The lines to copy from the data below are those that hold the string "Returns".

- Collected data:

------------

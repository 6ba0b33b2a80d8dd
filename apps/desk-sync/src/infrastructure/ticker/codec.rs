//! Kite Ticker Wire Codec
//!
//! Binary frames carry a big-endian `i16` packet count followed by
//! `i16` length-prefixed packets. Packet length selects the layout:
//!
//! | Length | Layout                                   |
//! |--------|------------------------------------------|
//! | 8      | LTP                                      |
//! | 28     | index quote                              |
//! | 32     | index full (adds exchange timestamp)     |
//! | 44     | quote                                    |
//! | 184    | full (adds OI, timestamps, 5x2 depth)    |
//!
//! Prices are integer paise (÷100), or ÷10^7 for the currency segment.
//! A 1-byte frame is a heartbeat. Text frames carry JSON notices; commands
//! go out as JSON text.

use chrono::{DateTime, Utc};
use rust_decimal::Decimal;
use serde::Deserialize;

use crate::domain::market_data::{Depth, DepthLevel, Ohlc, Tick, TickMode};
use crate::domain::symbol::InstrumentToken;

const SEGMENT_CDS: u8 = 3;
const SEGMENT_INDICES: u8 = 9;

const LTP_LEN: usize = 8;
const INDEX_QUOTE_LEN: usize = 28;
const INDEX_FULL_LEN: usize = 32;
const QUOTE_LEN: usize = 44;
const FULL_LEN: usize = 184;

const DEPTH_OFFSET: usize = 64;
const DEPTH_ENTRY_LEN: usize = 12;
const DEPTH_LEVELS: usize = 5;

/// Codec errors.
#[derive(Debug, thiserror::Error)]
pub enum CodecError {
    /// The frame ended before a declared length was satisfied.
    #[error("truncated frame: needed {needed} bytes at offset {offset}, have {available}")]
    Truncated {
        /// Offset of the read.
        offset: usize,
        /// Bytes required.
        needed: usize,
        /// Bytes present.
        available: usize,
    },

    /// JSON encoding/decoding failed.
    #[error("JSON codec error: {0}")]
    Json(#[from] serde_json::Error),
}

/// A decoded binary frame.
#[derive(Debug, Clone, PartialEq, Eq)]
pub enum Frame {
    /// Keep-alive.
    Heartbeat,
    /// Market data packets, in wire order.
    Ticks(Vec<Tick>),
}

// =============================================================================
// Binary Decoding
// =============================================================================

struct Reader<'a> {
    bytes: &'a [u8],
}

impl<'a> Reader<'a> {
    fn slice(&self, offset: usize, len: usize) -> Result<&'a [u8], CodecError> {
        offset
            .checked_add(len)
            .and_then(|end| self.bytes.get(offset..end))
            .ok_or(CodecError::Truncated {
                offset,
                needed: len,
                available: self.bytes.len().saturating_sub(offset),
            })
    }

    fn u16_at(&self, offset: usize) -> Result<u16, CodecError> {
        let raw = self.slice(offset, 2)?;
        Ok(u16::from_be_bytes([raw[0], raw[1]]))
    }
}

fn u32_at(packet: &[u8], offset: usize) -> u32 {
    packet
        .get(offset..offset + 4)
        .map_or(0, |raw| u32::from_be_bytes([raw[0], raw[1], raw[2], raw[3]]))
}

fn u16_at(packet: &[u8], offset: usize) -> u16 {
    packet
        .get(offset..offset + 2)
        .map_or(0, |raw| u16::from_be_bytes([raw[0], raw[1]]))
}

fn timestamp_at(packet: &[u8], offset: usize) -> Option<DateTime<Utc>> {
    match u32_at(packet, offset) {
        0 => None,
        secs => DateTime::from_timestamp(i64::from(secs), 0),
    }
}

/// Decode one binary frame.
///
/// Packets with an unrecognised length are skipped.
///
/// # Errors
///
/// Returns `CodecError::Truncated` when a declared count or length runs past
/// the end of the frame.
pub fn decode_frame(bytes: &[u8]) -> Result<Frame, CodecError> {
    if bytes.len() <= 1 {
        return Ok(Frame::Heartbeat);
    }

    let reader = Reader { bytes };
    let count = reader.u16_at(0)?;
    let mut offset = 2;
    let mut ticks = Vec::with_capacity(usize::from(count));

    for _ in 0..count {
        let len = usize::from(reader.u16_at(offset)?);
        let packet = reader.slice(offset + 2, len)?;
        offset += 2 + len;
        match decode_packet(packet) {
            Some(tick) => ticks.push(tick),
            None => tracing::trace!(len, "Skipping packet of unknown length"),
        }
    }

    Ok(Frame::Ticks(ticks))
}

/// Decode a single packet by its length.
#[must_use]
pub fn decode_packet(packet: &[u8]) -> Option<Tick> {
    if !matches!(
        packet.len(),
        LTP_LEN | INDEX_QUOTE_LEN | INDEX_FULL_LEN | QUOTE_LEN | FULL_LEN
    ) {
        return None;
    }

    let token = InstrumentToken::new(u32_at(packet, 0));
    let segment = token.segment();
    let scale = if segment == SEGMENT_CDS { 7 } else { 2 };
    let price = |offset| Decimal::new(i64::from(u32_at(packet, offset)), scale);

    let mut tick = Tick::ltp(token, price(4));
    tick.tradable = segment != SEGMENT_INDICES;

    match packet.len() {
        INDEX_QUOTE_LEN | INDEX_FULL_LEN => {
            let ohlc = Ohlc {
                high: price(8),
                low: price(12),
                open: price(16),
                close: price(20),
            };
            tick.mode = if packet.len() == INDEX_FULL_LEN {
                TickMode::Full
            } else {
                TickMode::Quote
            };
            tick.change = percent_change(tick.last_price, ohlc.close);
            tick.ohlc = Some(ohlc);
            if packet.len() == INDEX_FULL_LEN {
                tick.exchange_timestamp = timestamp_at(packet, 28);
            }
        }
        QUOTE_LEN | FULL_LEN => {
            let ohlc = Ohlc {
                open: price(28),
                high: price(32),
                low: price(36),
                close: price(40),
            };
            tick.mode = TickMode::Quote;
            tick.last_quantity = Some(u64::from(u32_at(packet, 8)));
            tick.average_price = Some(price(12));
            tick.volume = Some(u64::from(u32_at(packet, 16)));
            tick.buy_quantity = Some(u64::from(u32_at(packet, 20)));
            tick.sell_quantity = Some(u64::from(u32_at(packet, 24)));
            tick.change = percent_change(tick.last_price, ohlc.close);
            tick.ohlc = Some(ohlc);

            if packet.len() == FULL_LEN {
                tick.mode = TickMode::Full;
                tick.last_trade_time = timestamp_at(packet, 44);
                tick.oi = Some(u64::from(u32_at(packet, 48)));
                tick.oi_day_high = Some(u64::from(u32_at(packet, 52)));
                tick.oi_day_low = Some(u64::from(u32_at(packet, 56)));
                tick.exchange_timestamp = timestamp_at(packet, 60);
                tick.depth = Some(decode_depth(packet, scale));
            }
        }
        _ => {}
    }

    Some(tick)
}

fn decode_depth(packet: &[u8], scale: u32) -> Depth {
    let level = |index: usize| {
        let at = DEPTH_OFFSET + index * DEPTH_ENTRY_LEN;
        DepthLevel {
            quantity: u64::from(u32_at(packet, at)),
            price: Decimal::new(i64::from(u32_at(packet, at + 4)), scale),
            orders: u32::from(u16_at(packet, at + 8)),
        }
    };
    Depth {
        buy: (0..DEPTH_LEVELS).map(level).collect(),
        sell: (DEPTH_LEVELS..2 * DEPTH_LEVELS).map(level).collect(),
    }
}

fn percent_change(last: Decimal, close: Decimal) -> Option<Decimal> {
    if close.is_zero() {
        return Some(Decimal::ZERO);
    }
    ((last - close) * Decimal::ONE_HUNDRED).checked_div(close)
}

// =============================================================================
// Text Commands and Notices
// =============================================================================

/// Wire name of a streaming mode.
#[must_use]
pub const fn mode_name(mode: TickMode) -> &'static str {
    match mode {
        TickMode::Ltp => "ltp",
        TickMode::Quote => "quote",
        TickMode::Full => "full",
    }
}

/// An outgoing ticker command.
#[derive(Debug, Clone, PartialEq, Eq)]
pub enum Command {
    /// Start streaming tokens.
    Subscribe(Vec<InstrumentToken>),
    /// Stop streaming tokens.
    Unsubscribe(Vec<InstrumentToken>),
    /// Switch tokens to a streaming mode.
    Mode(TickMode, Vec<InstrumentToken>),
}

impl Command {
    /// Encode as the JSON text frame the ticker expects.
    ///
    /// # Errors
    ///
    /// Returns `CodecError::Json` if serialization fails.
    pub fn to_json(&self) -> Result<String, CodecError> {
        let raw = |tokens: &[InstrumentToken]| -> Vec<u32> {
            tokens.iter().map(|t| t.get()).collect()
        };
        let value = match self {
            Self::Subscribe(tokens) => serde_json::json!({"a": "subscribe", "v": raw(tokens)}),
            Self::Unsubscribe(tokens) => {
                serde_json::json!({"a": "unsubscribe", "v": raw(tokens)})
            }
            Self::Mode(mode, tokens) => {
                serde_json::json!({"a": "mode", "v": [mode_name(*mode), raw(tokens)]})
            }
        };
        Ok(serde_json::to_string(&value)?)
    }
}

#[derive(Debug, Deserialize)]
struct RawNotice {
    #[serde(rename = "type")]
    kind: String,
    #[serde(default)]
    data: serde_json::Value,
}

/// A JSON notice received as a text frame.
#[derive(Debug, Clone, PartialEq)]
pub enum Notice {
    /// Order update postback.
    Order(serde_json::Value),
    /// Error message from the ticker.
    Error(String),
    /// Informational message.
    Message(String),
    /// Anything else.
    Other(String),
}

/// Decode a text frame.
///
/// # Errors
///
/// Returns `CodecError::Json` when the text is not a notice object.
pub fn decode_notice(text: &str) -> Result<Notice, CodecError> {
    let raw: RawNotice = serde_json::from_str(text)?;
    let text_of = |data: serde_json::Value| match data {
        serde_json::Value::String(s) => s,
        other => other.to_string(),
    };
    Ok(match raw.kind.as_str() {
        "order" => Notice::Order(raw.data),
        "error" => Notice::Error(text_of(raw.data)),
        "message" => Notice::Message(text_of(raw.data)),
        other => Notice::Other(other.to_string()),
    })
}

------------

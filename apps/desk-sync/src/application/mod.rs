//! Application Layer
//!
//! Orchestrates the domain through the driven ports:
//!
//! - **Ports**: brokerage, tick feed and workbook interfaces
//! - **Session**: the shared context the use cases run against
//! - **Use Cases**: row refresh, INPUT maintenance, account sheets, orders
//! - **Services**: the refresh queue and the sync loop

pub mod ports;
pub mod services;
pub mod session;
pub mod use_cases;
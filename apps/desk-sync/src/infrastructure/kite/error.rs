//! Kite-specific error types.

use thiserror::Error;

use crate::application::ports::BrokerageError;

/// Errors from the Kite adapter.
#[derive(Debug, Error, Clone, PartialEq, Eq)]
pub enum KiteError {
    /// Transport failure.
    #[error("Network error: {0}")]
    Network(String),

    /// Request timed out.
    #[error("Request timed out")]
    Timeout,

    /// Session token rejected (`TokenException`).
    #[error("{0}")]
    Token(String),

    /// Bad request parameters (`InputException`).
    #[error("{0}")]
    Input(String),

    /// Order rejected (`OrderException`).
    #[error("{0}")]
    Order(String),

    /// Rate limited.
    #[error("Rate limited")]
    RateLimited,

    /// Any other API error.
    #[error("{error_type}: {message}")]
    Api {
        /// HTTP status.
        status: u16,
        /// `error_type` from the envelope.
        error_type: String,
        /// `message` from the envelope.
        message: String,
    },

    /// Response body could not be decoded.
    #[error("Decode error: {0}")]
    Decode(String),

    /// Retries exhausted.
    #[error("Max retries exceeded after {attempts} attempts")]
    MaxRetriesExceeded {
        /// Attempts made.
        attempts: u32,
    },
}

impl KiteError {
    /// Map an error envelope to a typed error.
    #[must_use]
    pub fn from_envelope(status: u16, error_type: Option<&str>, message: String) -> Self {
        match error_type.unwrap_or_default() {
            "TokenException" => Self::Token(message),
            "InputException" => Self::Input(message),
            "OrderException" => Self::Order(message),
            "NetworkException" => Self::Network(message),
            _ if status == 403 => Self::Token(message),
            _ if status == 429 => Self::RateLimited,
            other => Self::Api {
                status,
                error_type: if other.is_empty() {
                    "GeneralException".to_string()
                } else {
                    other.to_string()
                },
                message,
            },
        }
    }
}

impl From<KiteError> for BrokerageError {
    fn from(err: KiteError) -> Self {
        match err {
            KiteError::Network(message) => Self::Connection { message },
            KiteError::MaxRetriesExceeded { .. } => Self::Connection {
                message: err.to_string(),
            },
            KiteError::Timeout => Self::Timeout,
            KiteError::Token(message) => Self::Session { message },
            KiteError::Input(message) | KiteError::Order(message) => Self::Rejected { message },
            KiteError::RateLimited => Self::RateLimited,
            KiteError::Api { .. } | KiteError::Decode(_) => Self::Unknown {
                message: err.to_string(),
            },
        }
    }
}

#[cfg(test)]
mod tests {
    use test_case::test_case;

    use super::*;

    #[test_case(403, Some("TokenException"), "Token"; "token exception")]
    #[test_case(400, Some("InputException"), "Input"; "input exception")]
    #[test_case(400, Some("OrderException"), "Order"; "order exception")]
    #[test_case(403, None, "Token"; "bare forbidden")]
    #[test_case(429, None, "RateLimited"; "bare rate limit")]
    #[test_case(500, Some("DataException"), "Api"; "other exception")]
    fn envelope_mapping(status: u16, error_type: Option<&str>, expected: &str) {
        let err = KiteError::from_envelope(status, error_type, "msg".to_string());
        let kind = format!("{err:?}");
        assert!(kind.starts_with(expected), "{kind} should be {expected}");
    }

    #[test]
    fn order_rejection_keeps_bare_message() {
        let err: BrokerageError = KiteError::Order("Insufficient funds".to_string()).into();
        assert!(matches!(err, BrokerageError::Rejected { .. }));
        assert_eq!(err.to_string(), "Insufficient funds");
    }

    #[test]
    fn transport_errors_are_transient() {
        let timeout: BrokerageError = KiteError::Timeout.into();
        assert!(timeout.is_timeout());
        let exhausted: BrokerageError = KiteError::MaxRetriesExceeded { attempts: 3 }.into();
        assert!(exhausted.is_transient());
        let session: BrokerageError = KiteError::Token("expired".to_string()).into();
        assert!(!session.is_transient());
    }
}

------------

- EXERCISE ANSWER:
/// Returns `CodecError::Truncated` when a declared count or length runs past
    /// Returns `CodecError::Json` if serialization fails.
/// Returns `CodecError::Json` when the text is not a notice object.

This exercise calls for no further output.